I. - Situation de référence et objectifs de l’accord

1. La relation bilatérale franco-irakienne a été relancée dans tous les domaines, en 2008, à l’initiative du Président de la République qui s’est rendu à Bagdad en février 2009. La volonté de la France a été clairement affirmée de multiplier avec l’Irak les partenariats y compris dans le domaine de la coopération. Le 2 juillet 2009, le Premier ministre, François Fillon, s’est rendu, à son tour, à Bagdad et a signé avec son homologue Nouri Al Maliki une déclaration réaffirmant leur volonté de renforcer, d’élargir et de diversifier leurs relations et d’adapter leur coopération culturelle, scientifique et technique aux nouveaux besoins dans ce domaine.

2. La coopération qui avait été très intense dans les années 1970 et 1980, notamment en matière universitaire, scientifique et culturelle (bourses, archéologie, muséologie, échanges universitaires, expositions et événements culturels) avait été considérablement réduite et ne se limitait plus, ces dernières années, qu’à une activité unilatérale d’enseignement de la langue française depuis notre centre culturel à Bagdad.

3. De nouveaux besoins de coopération sont apparus depuis 2003 qui s’apparentent à ceux des pays en post crise.

- Dans le domaine économique, trente années d’embargo, de dictature puis de guerre ont totalement détruit les infrastructures de base. Les réseaux d’eau et d’assainissement et d’électricité sont entièrement à reconstruire. Le réseau des transports est à réhabiliter (routes, ports, matériels ferroviaires). Il en va de même dans le domaine du pétrole où l’extraction est ralentie par le manque d’infrastructures de qualité que ce soit pour l’exploitation ou pour l’acheminement du pétrole hors des sites et à l’exportation. Les raffineries sont hors d’usage et insuffisantes.

Dans le secteur agricole, le pays importe l’essentiel de sa consommation. Les remontées d’eau salée (les sols n’étant plus drainés) ont réduit les zones de production. Le manque d’équipement et d’intrants a fait le reste. Les différents conflits ont contribué à la pollution de régions entières (épaves, matériels de guerre, substances chimiques, mines antipersonnel) tandis que l’ignorance, la mauvaise gestion et l’action politique violente contribuaient à la pollution des fleuves, au desséchement des marais millénaires du sud du pays.

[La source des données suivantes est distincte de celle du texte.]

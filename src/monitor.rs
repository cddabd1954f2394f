//! File size sampling.
//!
//! A failed sample is not fatal here; the caller decides how loudly to report it.

use crate::handle::Source;
use std::io;

/// Outcome of comparing the current size against the last recorded one.
#[derive(Debug, Clone, Copy, PartialEq, Eq)]
pub enum Growth {
    Unchanged,
    Grew { from: u64, to: u64 },
    /// Truncated or replaced by a shorter file.
    Shrank { from: u64, to: u64 },
}

impl Growth {
    pub fn new_size(&self) -> Option<u64> {
        match *self {
            Growth::Unchanged => None,
            Growth::Grew { to, .. } | Growth::Shrank { to, .. } => Some(to),
        }
    }
}

pub fn current_size<S: Source>(handle: &S) -> io::Result<u64> {
    handle.size()
}

pub fn check_growth<S: Source>(handle: &S, last_size: u64) -> io::Result<Growth> {
    let size = current_size(handle)?;

    Ok(match size.cmp(&last_size) {
        std::cmp::Ordering::Equal => Growth::Unchanged,
        std::cmp::Ordering::Greater => Growth::Grew {
            from: last_size,
            to: size,
        },
        std::cmp::Ordering::Less => Growth::Shrank {
            from: last_size,
            to: size,
        },
    })
}

#[cfg(test)]
mod tests {
    use super::*;
    use crate::handle::mock::MockOpener;
    use crate::handle::Opener;
    use std::path::Path;

    #[test]
    fn test_check_growth() {
        let opener = MockOpener::with_data(b"12345");
        let handle = opener.open(Path::new("mock")).unwrap();

        assert_eq!(check_growth(&handle, 5).unwrap(), Growth::Unchanged);
        assert_eq!(
            check_growth(&handle, 0).unwrap(),
            Growth::Grew { from: 0, to: 5 }
        );
        assert_eq!(
            check_growth(&handle, 9).unwrap(),
            Growth::Shrank { from: 9, to: 5 }
        );
    }

    #[test]
    fn test_new_size() {
        assert_eq!(Growth::Unchanged.new_size(), None);
        assert_eq!(Growth::Grew { from: 1, to: 4 }.new_size(), Some(4));
        assert_eq!(Growth::Shrank { from: 4, to: 0 }.new_size(), Some(0));
    }

    #[test]
    fn test_failed_sample_is_reported() {
        let opener = MockOpener::with_data(b"12345");
        let handle = opener.open(Path::new("mock")).unwrap();
        opener.fs().fail_size = true;

        assert!(check_growth(&handle, 0).is_err());
    }
}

Dans tous ces domaines, la fermeture de l’Irak au reste du monde pendant plusieurs décennies et l’exil des élites entraînent d’énormes besoins en matière de formation d’ingénieurs, de techniciens, d’ouvriers et d’agriculteurs et d’assistance technique dans tous les secteurs en restructuration.

- dans les domaines de l’éducation, de la culture et de la santé, les besoins sont également immenses. Les programmes d’enseignement sont à refaire ou à moderniser, les professeurs, médecins et personnels de santé doivent être formés en urgence, des programmes d’équipement et de reconstruction de sites doivent être arrêtés. L’écart de connaissances avec le reste du monde est très important et suppose la multiplication d’échanges, la présence d’assistants techniques et des missions d’expertise ponctuelles, en liaison notamment avec le CIEP. De nouvelles normes doivent être introduites dans la législation. Des schémas directeurs de développement de ces services publics doivent être mis sur pied.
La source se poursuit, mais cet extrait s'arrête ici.